(Dataset entries)

Content starts

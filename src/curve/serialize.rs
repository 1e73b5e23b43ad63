use nalgebra::allocator::Allocator;
use nalgebra::{DefaultAllocator, DimName, DimNameDiff, DimNameSub, OPoint, OVector, U1};

use crate::misc::FloatingPoint;

use super::{ControlPoints, CurveKind, NurbsCurve};

const FIELDS: &[&str] = &["order", "kind", "knots", "control_points", "weights"];

impl<T, D> serde::Serialize for NurbsCurve<T, D>
where
    T: FloatingPoint + serde::Serialize,
    D: DimName + DimNameSub<U1>,
    DefaultAllocator: Allocator<D>,
    DefaultAllocator: Allocator<DimNameDiff<D, U1>>,
{
    fn serialize<S>(&self, serializer: S) -> Result<S::Ok, S::Error>
    where
        S: serde::Serializer,
    {
        use serde::ser::SerializeStruct;

        let control_points: Vec<Vec<T>> = self
            .dehomogenized_control_points()
            .iter()
            .map(|p| p.coords.iter().copied().collect())
            .collect();

        let mut state = serializer.serialize_struct("NurbsCurve", FIELDS.len())?;
        state.serialize_field("order", &self.order())?;
        state.serialize_field("kind", &self.kind())?;
        state.serialize_field("knots", self.knots().as_slice())?;
        state.serialize_field("control_points", &control_points)?;
        state.serialize_field("weights", &self.weights())?;
        state.end()
    }
}

/// Wire shape of a curve, validated again before a curve is handed out
#[derive(serde::Deserialize)]
#[serde(rename = "NurbsCurve")]
struct NurbsCurveRepr<T> {
    order: usize,
    kind: CurveKind,
    knots: Vec<T>,
    control_points: Vec<Vec<T>>,
    weights: Option<Vec<T>>,
}

impl<'de, T, D> serde::Deserialize<'de> for NurbsCurve<T, D>
where
    T: FloatingPoint + serde::Deserialize<'de>,
    D: DimName + DimNameSub<U1>,
    DefaultAllocator: Allocator<D>,
    DefaultAllocator: Allocator<DimNameDiff<D, U1>>,
{
    fn deserialize<S>(deserializer: S) -> Result<Self, S::Error>
    where
        S: serde::Deserializer<'de>,
    {
        use serde::de::Error;
        use serde::Deserialize;

        let repr = NurbsCurveRepr::<T>::deserialize(deserializer)?;
        let dim = D::dim() - 1;

        let points = repr
            .control_points
            .iter()
            .enumerate()
            .map(|(i, coords)| {
                if coords.len() == dim {
                    Ok(OPoint::from(OVector::<T, DimNameDiff<D, U1>>::from_fn(
                        |r, _| coords[r],
                    )))
                } else {
                    Err(S::Error::custom(format!(
                        "control point {} has {} coordinates, expected {}",
                        i,
                        coords.len(),
                        dim
                    )))
                }
            })
            .collect::<Result<Vec<_>, _>>()?;

        if repr.kind.is_rational() && repr.weights.is_none() {
            return Err(S::Error::custom(format!("{} requires weights", repr.kind)));
        }

        let control_points = ControlPoints::<T, D>::try_from_cartesian(&points, repr.weights.as_deref())
            .map_err(S::Error::custom)?;
        NurbsCurve::try_from_homogeneous(repr.order, repr.knots, control_points.to_vec(), repr.kind)
            .map_err(S::Error::custom)
    }
}

#[cfg(test)]
mod tests {
    use nalgebra::Point2;

    use crate::curve::{CurveKind, NurbsCurve2D, NurbsCurve3D};

    #[test]
    fn serializes_cartesian_points_and_weights() {
        let curve = NurbsCurve2D::try_rational(
            2,
            vec![0., 0., 1., 1.],
            &[Point2::new(1., 0.), Point2::new(0., 4.)],
            &[1., 2.],
        )
        .unwrap();
        let json = serde_json::to_value(&curve).unwrap();
        assert_eq!(
            json,
            serde_json::json!({
                "order": 2,
                "kind": "Rational2D",
                "knots": [0.0, 0.0, 1.0, 1.0],
                "control_points": [[1.0, 0.0], [0.0, 4.0]],
                "weights": [1.0, 2.0],
            })
        );
    }

    #[test]
    fn deserialization_validates() {
        // interior knot decreases
        let json = r#"{
            "order": 2,
            "kind": "Polynomial2D",
            "knots": [0.0, 0.5, 0.2, 1.0],
            "control_points": [[0.0, 0.0], [1.0, 1.0]],
            "weights": null
        }"#;
        assert!(serde_json::from_str::<NurbsCurve2D<f64>>(json).is_err());

        // three coordinates for a 2D curve
        let json = r#"{
            "order": 2,
            "kind": "Polynomial2D",
            "knots": [0.0, 0.0, 1.0, 1.0],
            "control_points": [[0.0, 0.0, 0.0], [1.0, 1.0, 1.0]],
            "weights": null
        }"#;
        assert!(serde_json::from_str::<NurbsCurve2D<f64>>(json).is_err());

        // 2D kind for a 3D curve
        let json = r#"{
            "order": 2,
            "kind": "Polynomial2D",
            "knots": [0.0, 0.0, 1.0, 1.0],
            "control_points": [[0.0, 0.0, 0.0], [1.0, 1.0, 1.0]],
            "weights": null
        }"#;
        assert!(serde_json::from_str::<NurbsCurve3D<f64>>(json).is_err());
    }

    #[test]
    fn polynomial_without_weights() {
        let json = r#"{
            "order": 2,
            "kind": "Polynomial2D",
            "knots": [0.0, 0.0, 1.0, 1.0],
            "control_points": [[0.0, 0.0], [1.0, 1.0]],
            "weights": null
        }"#;
        let curve: NurbsCurve2D<f64> = serde_json::from_str(json).unwrap();
        assert_eq!(curve.kind(), CurveKind::Polynomial2D);
        assert_eq!(curve.point_at(0.5).unwrap(), Point2::new(0.5, 0.5));
    }
}
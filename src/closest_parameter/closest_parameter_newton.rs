use argmin::argmin_error_closure;
use argmin::core::{
    ArgminFloat, Error, Gradient, Hessian, IterState, Problem, Solver, State, TerminationReason,
    TerminationStatus, KV,
};

/// Newton's method on a bounded parameter domain
/// Steps leaving the domain are clamped to its ends, or wrapped around when the curve is closed.
#[derive(Clone, Copy)]
pub struct ClosestParameterNewton<F> {
    /// domain of the parameter
    knot_domain: (F, F),
    /// the target curve is closed or not
    closed: bool,
}

impl<F: ArgminFloat> ClosestParameterNewton<F> {
    pub fn new(domain: (F, F), closed: bool) -> Self {
        ClosestParameterNewton {
            knot_domain: domain,
            closed,
        }
    }

    /// Bring a parameter back into the domain
    fn constrain(&self, param: F) -> F {
        let (min, max) = self.knot_domain;
        let param = if param < min {
            if self.closed {
                max - (min - param)
            } else {
                min
            }
        } else if param > max {
            if self.closed {
                min + (param - max)
            } else {
                max
            }
        } else {
            param
        };
        // a step longer than the domain can wrap past the other end
        param.max(min).min(max)
    }
}

impl<O, F> Solver<O, IterState<F, F, (), F, (), F>> for ClosestParameterNewton<F>
where
    O: Gradient<Param = F, Gradient = F> + Hessian<Param = F, Hessian = F>,
    F: ArgminFloat,
{
    const NAME: &'static str = "Closest parameter newton method";

    fn next_iter(
        &mut self,
        problem: &mut Problem<O>,
        state: IterState<F, F, (), F, (), F>,
    ) -> Result<(IterState<F, F, (), F, (), F>, Option<KV>), Error> {
        let param = *state.get_param().ok_or_else(argmin_error_closure!(
            NotInitialized,
            "closest parameter search needs an initial parameter"
        ))?;

        let grad = problem.gradient(&param)?;
        let hessian = problem.hessian(&param)?;

        // flat or undefined curvature: stay put and let the solver converge
        let step = grad / hessian;
        if hessian.abs() < F::epsilon() || !step.is_finite() {
            return Ok((state.param(param), None));
        }

        let next = self.constrain(param - step);
        Ok((state.param(next), None))
    }

    fn terminate(&mut self, state: &IterState<F, F, (), F, (), F>) -> TerminationStatus {
        if state.iter > state.max_iters {
            return TerminationStatus::Terminated(TerminationReason::MaxItersReached);
        }

        match (state.get_param(), state.get_prev_param()) {
            (Some(current), Some(prev)) => {
                if (*current - *prev).abs() < F::epsilon() {
                    TerminationStatus::Terminated(TerminationReason::SolverConverged)
                } else {
                    TerminationStatus::NotTerminated
                }
            }
            _ => TerminationStatus::NotTerminated,
        }
    }
}

#[cfg(test)]
mod tests {
    use argmin::core::{Executor, Gradient, Hessian, State};

    use super::ClosestParameterNewton;

    /// f(x) = (x - target)^2 / 2
    struct Parabola {
        target: f64,
    }

    impl Gradient for Parabola {
        type Param = f64;
        type Gradient = f64;

        fn gradient(&self, x: &f64) -> Result<f64, argmin::core::Error> {
            Ok(x - self.target)
        }
    }

    impl Hessian for Parabola {
        type Param = f64;
        type Hessian = f64;

        fn hessian(&self, _: &f64) -> Result<f64, argmin::core::Error> {
            Ok(1.)
        }
    }

    fn solve(target: f64, closed: bool) -> f64 {
        let solver = ClosestParameterNewton::new((0., 1.), closed);
        let res = Executor::new(Parabola { target }, solver)
            .configure(|state| state.param(0.5).max_iters(8))
            .run()
            .unwrap();
        *res.state().get_best_param().unwrap()
    }

    #[test]
    fn converges_inside_the_domain() {
        assert_eq!(solve(0.25, false), 0.25);
    }

    #[test]
    fn clamps_open_domain() {
        assert_eq!(solve(1.5, false), 1.);
        assert_eq!(solve(-2., false), 0.);
    }

    #[test]
    fn wraps_closed_domain() {
        let solver = ClosestParameterNewton::<f64>::new((0., 1.), true);
        assert!((solver.constrain(1.25) - 0.25).abs() < 1e-12);
        assert!((solver.constrain(-0.25) - 0.75).abs() < 1e-12);
        assert_eq!(solver.constrain(3.), 1.);
    }
}
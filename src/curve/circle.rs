use nalgebra::allocator::Allocator;
use nalgebra::{
    convert, DefaultAllocator, DimName, DimNameDiff, DimNameSub, OPoint, OVector, Point3,
    UnitQuaternion, Vector3, U1,
};

use crate::error::{CurveError, Result};
use crate::misc::FloatingPoint;

use super::{NurbsCurve, NurbsCurve3D};

impl<T: FloatingPoint, D: DimName> NurbsCurve<T, D>
where
    D: DimNameSub<U1>,
    DefaultAllocator: Allocator<D>,
    DefaultAllocator: Allocator<DimNameDiff<D, U1>>,
{
    /// Create a full circle as a rational quadratic curve with nine control points
    /// The axes are normalized and expected to be perpendicular; the domain is `[0, 1]`.
    /// # Example
    /// ```
    /// use spline_kernel::prelude::*;
    /// use nalgebra::{Point2, Vector2};
    /// use approx::assert_relative_eq;
    /// let circle = NurbsCurve2D::try_circle(
    ///     &Point2::origin(),
    ///     &Vector2::x(),
    ///     &Vector2::y(),
    ///     1.
    /// ).unwrap();
    /// assert_eq!(circle.control_point_count(), 9);
    /// assert_relative_eq!(circle.point_at(0.25).unwrap(), Point2::new(0., 1.), epsilon = 1e-12);
    /// ```
    pub fn try_circle(
        center: &OPoint<T, DimNameDiff<D, U1>>,
        x_axis: &OVector<T, DimNameDiff<D, U1>>,
        y_axis: &OVector<T, DimNameDiff<D, U1>>,
        radius: T,
    ) -> Result<Self> {
        Self::try_arc(center, x_axis, y_axis, radius, T::zero(), T::two_pi())
    }

    /// Create a circular arc from `start_angle` to `end_angle` (radians, measured from `x_axis`)
    /// The arc is split into at most four pieces of a quarter turn or less,
    /// and sweeps beyond a full turn are cut to one.
    pub fn try_arc(
        center: &OPoint<T, DimNameDiff<D, U1>>,
        x_axis: &OVector<T, DimNameDiff<D, U1>>,
        y_axis: &OVector<T, DimNameDiff<D, U1>>,
        radius: T,
        start_angle: T,
        end_angle: T,
    ) -> Result<Self> {
        if !radius.is_finite() || radius <= T::zero() {
            return Err(CurveError::invalid_argument(format!(
                "radius must be positive and finite, got {}",
                radius.to_f64_or_nan()
            )));
        }
        if !start_angle.is_finite() || !end_angle.is_finite() || end_angle <= start_angle {
            return Err(CurveError::invalid_argument(
                "the end angle must be finite and greater than the start angle",
            ));
        }
        let (xn, yn) = (x_axis.norm(), y_axis.norm());
        if !(xn.is_finite() && yn.is_finite()) || xn <= T::zero() || yn <= T::zero() {
            return Err(CurveError::invalid_argument("arc axes must be non-zero"));
        }

        let xaxis = x_axis / xn * radius;
        let yaxis = y_axis / yn * radius;

        let theta = (end_angle - start_angle).min(T::two_pi());
        let full = theta >= T::two_pi();
        let narcs: usize = if theta <= T::frac_pi_2() {
            1
        } else if theta <= T::pi() {
            2
        } else if theta <= T::frac_pi_2() * convert(3.0) {
            3
        } else {
            4
        };

        let half: T = convert(0.5);
        let dtheta = theta / convert(narcs as f64);
        let w1 = (dtheta * half).cos();
        let on_circle = |angle: T| center + &xaxis * angle.cos() + &yaxis * angle.sin();

        let mut points = Vec::with_capacity(2 * narcs + 1);
        let mut weights = Vec::with_capacity(2 * narcs + 1);
        points.push(on_circle(start_angle));
        weights.push(T::one());

        let mut angle = start_angle;
        for _ in 0..narcs {
            let mid = angle + dtheta * half;
            angle += dtheta;
            // middle point: where the end tangents meet
            points.push(center + (&xaxis * mid.cos() + &yaxis * mid.sin()) / w1);
            weights.push(w1);
            points.push(on_circle(angle));
            weights.push(T::one());
        }

        if full {
            // close exactly instead of relying on sin(2π) rounding to zero
            let first = points[0].clone();
            if let Some(last) = points.last_mut() {
                *last = first;
            }
        }

        let mut knots = vec![T::zero(); 3];
        for i in 1..narcs {
            let k: T = convert(i as f64 / narcs as f64);
            knots.push(k);
            knots.push(k);
        }
        knots.extend([T::one(); 3]);

        Self::try_rational(3, knots, &points, &weights)
    }
}

impl<T: FloatingPoint> NurbsCurve3D<T> {
    /// Create a full circle from its center, plane normal and radius
    /// The circle starts where the rotation taking +Z onto `normal` sends `radius * X`,
    /// and runs counter-clockwise around `normal`.
    /// # Example
    /// ```
    /// use spline_kernel::prelude::*;
    /// use nalgebra::{Point3, Vector3};
    /// use approx::assert_relative_eq;
    /// let circle = NurbsCurve3D::try_circle_with_normal(
    ///     &Point3::new(0., 0., 2.),
    ///     &Vector3::z(),
    ///     3.,
    /// ).unwrap();
    /// assert_relative_eq!(circle.point_at(0.).unwrap(), Point3::new(3., 0., 2.));
    /// assert_relative_eq!(circle.point_at(0.25).unwrap(), Point3::new(0., 3., 2.), epsilon = 1e-12);
    /// ```
    pub fn try_circle_with_normal(
        center: &Point3<T>,
        normal: &Vector3<T>,
        radius: T,
    ) -> Result<Self> {
        let length = normal.norm();
        if !length.is_finite() || length <= T::zero() {
            return Err(CurveError::invalid_argument(
                "circle normal must be non-zero and finite",
            ));
        }
        let n = normal / length;
        // no unique rotation between opposite vectors
        let rotation = UnitQuaternion::rotation_between(&Vector3::z(), &n).unwrap_or_else(|| {
            UnitQuaternion::from_axis_angle(&Vector3::x_axis(), T::pi())
        });
        let x_axis = rotation * Vector3::x();
        let y_axis = rotation * Vector3::y();
        Self::try_circle(center, &x_axis, &y_axis, radius)
    }
}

Content ends

* Your goal *
List each line of the records that holds the string "length".

* Solution for this exercise *
        let length = normal.norm();
        if !length.is_finite() || length <= T::zero() {
        let n = normal / length;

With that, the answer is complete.